The analysis of acrophase distribution was performed using Gene Ontology (GO) annotation on the following gene categories: G protein-coupled receptors; heterotrimeric G proteins; nucleotide cyclases; cyclic-nucleotide phosphodiesterases; serine/threonine kinases; nonreceptor tyrosine kinases; tyrosine kinase receptors; serine/threonine phosphatases; tyrosine phosphatases; dual specificity phosphatases; A kinase anchor proteins; phospholipases; Rab small GTP-binding proteins; Arf small GTP-binding proteins; Rho small GTP-binding proteins; Ras and Ras-related small GTP-binding proteins; SNARE and SNARE-related proteins; coat proteins and clathrin adaptors; actin and actin binding proteins; myosin and myosin-like proteins; microtubule and microtubule-related proteins; intermediate filaments and related proteins; water channels; ion channels and transporters excluding SLC proteins; solute carrier proteins; transcriptional factors; xenobiotics metabolism enzymes (phases I and II).

Metabolic Cages.

The 24-h urine samples were collected in individual metabolic cages (Tecniplast). Urine and plasma osmolarity as well as ionic composition were analyzed in the Laboratoire Central de Chimie Clinique, Centre Hospitalier Universitaire Vaudoise (CHUV) University Hospital (Lausanne, Switzerland).

Characterization of Circadian Drinking and Activity Patterns in wt and clock(−/−) Mice.

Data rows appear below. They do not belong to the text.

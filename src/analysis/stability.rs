//! Key stability tracking
//!
//! A key estimate is only reported as stable after the same candidate has
//! held a high confidence for a minimum duration.
//!
//! # State machine
//!
//! ```text
//! Listening ──(≥ min unique notes)──► Analyzing ──(stable candidate)──► Locked
//!     ▲                                   │
//!     └──────(evidence drops below)───────┘
//! ```
//!
//! `Locked` is terminal for the lifetime of a tracker: once locked, no
//! further evidence or observations are evaluated.

use crate::config::AnalysisConfig;
use crate::theory::KeyCandidate;
use serde::{Deserialize, Serialize};
use std::fmt;
use std::time::{Duration, Instant};

/// Analysis phase of a session
#[derive(Debug, Clone, Copy, PartialEq, Eq, Hash, Serialize, Deserialize)]
pub enum AnalysisState {
    /// Not enough distinct notes to estimate a key
    Listening,
    /// Estimating and scoring keys on every detection tick
    Analyzing,
    /// A stable key has been found; evaluation stopped
    Locked,
}

impl fmt::Display for AnalysisState {
    fn fmt(&self, f: &mut fmt::Formatter<'_>) -> fmt::Result {
        let name = match self {
            AnalysisState::Listening => "Listening",
            AnalysisState::Analyzing => "Analyzing",
            AnalysisState::Locked => "Locked",
        };
        f.write_str(name)
    }
}

/// The candidate currently accumulating stability
#[derive(Debug, Clone, Copy, PartialEq)]
pub struct KeyConfidenceState {
    /// Candidate key
    pub key: KeyCandidate,
    /// High-confidence ticks observed for this key
    pub consecutive_count: u32,
    /// Instant of the first high-confidence tick
    pub first_detected_at: Instant,
    /// Confidence of the most recent high-confidence tick
    pub latest_confidence: f32,
}

/// Result of feeding one scored estimate to the tracker
#[derive(Debug, Clone, Copy, PartialEq)]
pub enum StabilityOutcome {
    /// Not evaluated (tracker is not analyzing)
    Ignored,
    /// Confidence under the threshold; any candidacy is left as is
    BelowThreshold,
    /// A new candidacy began
    Started,
    /// The existing candidacy gained another tick without locking yet
    Extended,
    /// The candidate locked
    Locked {
        /// The stable key
        key: KeyCandidate,
        /// Confidence at the locking tick
        confidence: f32,
    },
}

/// Listening / Analyzing / Locked state machine
#[derive(Debug, Clone)]
pub struct StabilityTracker {
    threshold: f32,
    stability: Duration,
    min_unique_notes: usize,
    state: AnalysisState,
    candidacy: Option<KeyConfidenceState>,
    locked: Option<(KeyCandidate, f32)>,
    last_locked_key: Option<String>,
}

impl Default for StabilityTracker {
    fn default() -> Self {
        Self::new(0.8, Duration::from_millis(1_500), 5)
    }
}

impl StabilityTracker {
    /// Create a tracker in the `Listening` state
    ///
    /// # Arguments
    ///
    /// * `threshold` - Minimum confidence counted towards stability (default: 0.8)
    /// * `stability` - Time a candidate must persist before locking (default: 1500 ms)
    /// * `min_unique_notes` - Distinct pitch classes needed to analyze (default: 5)
    pub fn new(threshold: f32, stability: Duration, min_unique_notes: usize) -> Self {
        Self {
            threshold,
            stability,
            min_unique_notes,
            state: AnalysisState::Listening,
            candidacy: None,
            locked: None,
            last_locked_key: None,
        }
    }

    /// Tracker parameterized from an analysis configuration
    pub fn from_config(config: &AnalysisConfig) -> Self {
        Self::new(
            config.confidence_threshold,
            config.stability(),
            config.min_unique_notes,
        )
    }

    /// Current state
    pub fn state(&self) -> AnalysisState {
        self.state
    }

    /// Whether a key has locked
    pub fn is_locked(&self) -> bool {
        self.state == AnalysisState::Locked
    }

    /// The in-progress candidacy, if any
    pub fn candidacy(&self) -> Option<&KeyConfidenceState> {
        self.candidacy.as_ref()
    }

    /// The locked key and its confidence at lock time
    pub fn locked_key(&self) -> Option<(KeyCandidate, f32)> {
        self.locked
    }

    /// Update the state from the amount of evidence in the window
    ///
    /// # Returns
    ///
    /// `Some((from, to))` when the state changed. Locked trackers never change.
    pub fn note_evidence(&mut self, unique_notes: usize) -> Option<(AnalysisState, AnalysisState)> {
        if self.is_locked() {
            return None;
        }

        let next = if unique_notes >= self.min_unique_notes && unique_notes > 0 {
            AnalysisState::Analyzing
        } else {
            AnalysisState::Listening
        };

        if next == self.state {
            return None;
        }

        log::debug!(
            "Analysis state {} -> {} ({} unique notes, need {})",
            self.state,
            next,
            unique_notes,
            self.min_unique_notes
        );
        let from = self.state;
        self.state = next;
        Some((from, next))
    }

    /// Feed one scored key estimate
    ///
    /// High-confidence ticks of a new key replace the candidacy; ticks of the
    /// current key extend it and lock it once it has persisted for the
    /// stability duration. Low-confidence ticks leave the candidacy untouched.
    pub fn observe(&mut self, key: KeyCandidate, confidence: f32, now: Instant) -> StabilityOutcome {
        if self.state != AnalysisState::Analyzing {
            return StabilityOutcome::Ignored;
        }

        if confidence.is_nan() || confidence < self.threshold {
            log::trace!(
                "{} below threshold ({:.3} < {:.3})",
                key,
                confidence,
                self.threshold
            );
            return StabilityOutcome::BelowThreshold;
        }

        let candidacy = match self.candidacy.as_mut() {
            Some(current) if current.key == key => current,
            _ => {
                log::debug!("New key candidate {} ({:.3})", key, confidence);
                self.candidacy = Some(KeyConfidenceState {
                    key,
                    consecutive_count: 1,
                    first_detected_at: now,
                    latest_confidence: confidence,
                });
                return StabilityOutcome::Started;
            }
        };

        candidacy.consecutive_count += 1;
        candidacy.latest_confidence = confidence;

        let held_for = now.saturating_duration_since(candidacy.first_detected_at);
        let key_string = key.key_string();
        let repeats_last_lock = self.last_locked_key.as_deref() == Some(key_string.as_str());

        if held_for >= self.stability && !repeats_last_lock {
            log::debug!(
                "Key {} stable for {:?} over {} ticks",
                key,
                held_for,
                candidacy.consecutive_count
            );
            self.state = AnalysisState::Locked;
            self.locked = Some((key, confidence));
            self.last_locked_key = Some(key_string);
            return StabilityOutcome::Locked { key, confidence };
        }

        StabilityOutcome::Extended
    }
}
use anyhow::{Context, Result};
use chrono::NaiveDate;
use sqlx::{
    sqlite::{SqliteConnectOptions, SqlitePoolOptions, SqliteRow},
    Pool, Row, Sqlite, Transaction,
};
use std::{
    fs,
    path::{Path, PathBuf},
    str::FromStr,
};

use shared::{
    domain::{CollectionKind, MovieId, MovieSummary, NewMovie},
    protocol::OrderedRankedItem,
};

const MOVIE_COLUMNS: &str = "m.id, m.title, m.genre, m.duration_minutes, m.release_date";

#[derive(Clone)]
pub struct Storage {
    pool: Pool<Sqlite>,
}

#[derive(Debug, Clone, PartialEq)]
pub struct StoredRankedMovie {
    pub rank: u32,
    pub movie: MovieSummary,
}

impl Storage {
    pub async fn new(database_url: &str) -> Result<Self> {
        ensure_sqlite_parent_dir_exists(database_url)?;

        let connect_options = SqliteConnectOptions::from_str(database_url)?
            .create_if_missing(true)
            .foreign_keys(true);
        // Every connection to `sqlite::memory:` opens its own empty database.
        let max_connections = if is_memory_url(database_url) { 1 } else { 5 };
        let pool = SqlitePoolOptions::new()
            .max_connections(max_connections)
            .connect_with(connect_options)
            .await?;
        sqlx::migrate!("./migrations").run(&pool).await?;
        Ok(Self { pool })
    }

    pub fn pool(&self) -> &Pool<Sqlite> {
        &self.pool
    }

    pub async fn health_check(&self) -> Result<()> {
        let _: i64 = sqlx::query_scalar("SELECT 1")
            .fetch_one(&self.pool)
            .await
            .context("sqlite ping failed")?;
        Ok(())
    }

    pub async fn create_movie(&self, movie: &NewMovie) -> Result<MovieSummary> {
        let rec = sqlx::query(
            "INSERT INTO movies (title, genre, duration_minutes, release_date)
             VALUES (?, ?, ?, ?)
             RETURNING id",
        )
        .bind(&movie.title)
        .bind(&movie.genre)
        .bind(movie.duration_minutes)
        .bind(movie.release_date)
        .fetch_one(&self.pool)
        .await
        .with_context(|| format!("failed to insert movie '{}'", movie.title))?;

        Ok(MovieSummary {
            movie_id: MovieId(rec.get::<i64, _>(0)),
            title: movie.title.clone(),
            genre: movie.genre.clone(),
            duration_minutes: movie.duration_minutes,
            release_date: movie.release_date,
        })
    }

    pub async fn load_movie(&self, movie_id: MovieId) -> Result<Option<MovieSummary>> {
        let row = sqlx::query(&format!("SELECT {MOVIE_COLUMNS} FROM movies m WHERE m.id = ?"))
            .bind(movie_id.0)
            .fetch_optional(&self.pool)
            .await?;
        Ok(row.as_ref().map(movie_from_row))
    }

    pub async fn count_movies(&self) -> Result<i64> {
        let count: i64 = sqlx::query_scalar("SELECT COUNT(*) FROM movies")
            .fetch_one(&self.pool)
            .await?;
        Ok(count)
    }

    /// Movies ordered by id, skipping `offset` rows.
    pub async fn list_movies(&self, offset: i64, limit: i64) -> Result<Vec<MovieSummary>> {
        let rows = sqlx::query(&format!(
            "SELECT {MOVIE_COLUMNS} FROM movies m ORDER BY m.id LIMIT ? OFFSET ?"
        ))
        .bind(limit)
        .bind(offset)
        .fetch_all(&self.pool)
        .await?;
        Ok(rows.iter().map(movie_from_row).collect())
    }

    /// Deletes a movie and closes the gap it leaves in every collection.
    pub async fn delete_movie(&self, movie_id: MovieId) -> Result<bool> {
        let mut tx = self.pool.begin().await?;

        let collections: Vec<String> =
            sqlx::query_scalar("SELECT collection FROM curated_movies WHERE movie_id = ?")
                .bind(movie_id.0)
                .fetch_all(&mut *tx)
                .await?;

        sqlx::query("DELETE FROM curated_movies WHERE movie_id = ?")
            .bind(movie_id.0)
            .execute(&mut *tx)
            .await?;
        let deleted = sqlx::query("DELETE FROM movies WHERE id = ?")
            .bind(movie_id.0)
            .execute(&mut *tx)
            .await?
            .rows_affected();

        for collection in &collections {
            renumber_collection(&mut tx, collection).await?;
        }

        tx.commit().await?;
        Ok(deleted > 0)
    }

    /// The subset of `movie_ids` with no matching movie, in input order.
    pub async fn missing_movies(&self, movie_ids: &[MovieId]) -> Result<Vec<MovieId>> {
        let mut missing = Vec::new();
        for movie_id in movie_ids {
            let found: Option<i64> = sqlx::query_scalar("SELECT id FROM movies WHERE id = ?")
                .bind(movie_id.0)
                .fetch_optional(&self.pool)
                .await?;
            if found.is_none() {
                missing.push(*movie_id);
            }
        }
        Ok(missing)
    }

    pub async fn load_collection(&self, kind: CollectionKind) -> Result<Vec<StoredRankedMovie>> {
        let rows = sqlx::query(&format!(
            "SELECT {MOVIE_COLUMNS}, c.position
             FROM curated_movies c
             JOIN movies m ON m.id = c.movie_id
             WHERE c.collection = ?
             ORDER BY c.position"
        ))
        .bind(kind.as_str())
        .fetch_all(&self.pool)
        .await?;

        rows.iter()
            .map(|r| -> Result<StoredRankedMovie> {
                let position = r.get::<i64, _>(5);
                let rank = u32::try_from(position)
                    .ok()
                    .filter(|rank| *rank >= 1)
                    .with_context(|| format!("invalid position {position} stored in {kind}"))?;
                Ok(StoredRankedMovie {
                    rank,
                    movie: movie_from_row(r),
                })
            })
            .collect()
    }

    /// Replaces the whole ranking for `kind` atomically. Callers validate
    /// that ranks are contiguous and ids unique.
    pub async fn replace_collection(
        &self,
        kind: CollectionKind,
        items: &[OrderedRankedItem<MovieId>],
    ) -> Result<()> {
        let mut tx = self.pool.begin().await?;

        sqlx::query("DELETE FROM curated_movies WHERE collection = ?")
            .bind(kind.as_str())
            .execute(&mut *tx)
            .await?;

        for item in items {
            sqlx::query(
                "INSERT INTO curated_movies (collection, movie_id, position) VALUES (?, ?, ?)",
            )
            .bind(kind.as_str())
            .bind(item.id.0)
            .bind(i64::from(item.rank))
            .execute(&mut *tx)
            .await
            .with_context(|| format!("failed to rank movie {} in {kind}", item.id))?;
        }

        tx.commit().await?;
        Ok(())
    }
}

async fn renumber_collection(tx: &mut Transaction<'_, Sqlite>, collection: &str) -> Result<()> {
    let movie_ids: Vec<i64> = sqlx::query_scalar(
        "SELECT movie_id FROM curated_movies WHERE collection = ? ORDER BY position",
    )
    .bind(collection)
    .fetch_all(&mut **tx)
    .await?;

    for (index, movie_id) in movie_ids.iter().enumerate() {
        sqlx::query(
            "UPDATE curated_movies SET position = ?, updated_at = CURRENT_TIMESTAMP
             WHERE collection = ? AND movie_id = ?",
        )
        .bind(index as i64 + 1)
        .bind(collection)
        .bind(movie_id)
        .execute(&mut **tx)
        .await?;
    }
    Ok(())
}

fn movie_from_row(r: &SqliteRow) -> MovieSummary {
    MovieSummary {
        movie_id: MovieId(r.get::<i64, _>(0)),
        title: r.get::<String, _>(1),
        genre: r.get::<Option<String>, _>(2),
        duration_minutes: r.get::<i64, _>(3),
        release_date: r.get::<Option<NaiveDate>, _>(4),
    }
}

fn is_memory_url(database_url: &str) -> bool {
    database_url.starts_with("sqlite::memory:") || database_url.contains("mode=memory")
}

fn ensure_sqlite_parent_dir_exists(database_url: &str) -> Result<()> {
    let Some(path) = sqlite_path(database_url) else {
        return Ok(());
    };

    let Some(parent) = path.parent() else {
        return Ok(());
    };

    fs::create_dir_all(parent).with_context(|| {
        format!(
            "failed to create parent directory '{}' for database url '{database_url}'",
            parent.display()
        )
    })?;

    Ok(())
}

fn sqlite_path(database_url: &str) -> Option<PathBuf> {
    if is_memory_url(database_url) || !database_url.starts_with("sqlite:") {
        return None;
    }

    let path = database_url
        .trim_start_matches("sqlite://")
        .trim_start_matches("sqlite:")
        .split('?')
        .next()
        .unwrap_or_default();

    if path.is_empty() {
        return None;
    }

    Some(Path::new(path).to_path_buf())
}

#[cfg(test)]
#[path = "tests/lib_tests.rs"]
mod tests;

The drinking and activity patterns were characterized using Mouse-E-Motion system (Infra-E-Motion Gmbh). This system allows simultaneous online measurements in unstressed conditions of water intake and general motion activity in mice housed in their familiar home cages.

Blood Pressure Measurements.

Blood pressure was measured in conscious unrestrained mice using Data Science International (DSI) telemetry system. Mice were allowed to recover for at least 1 week after the implantation of telemetry device before starting the blood pressure recording.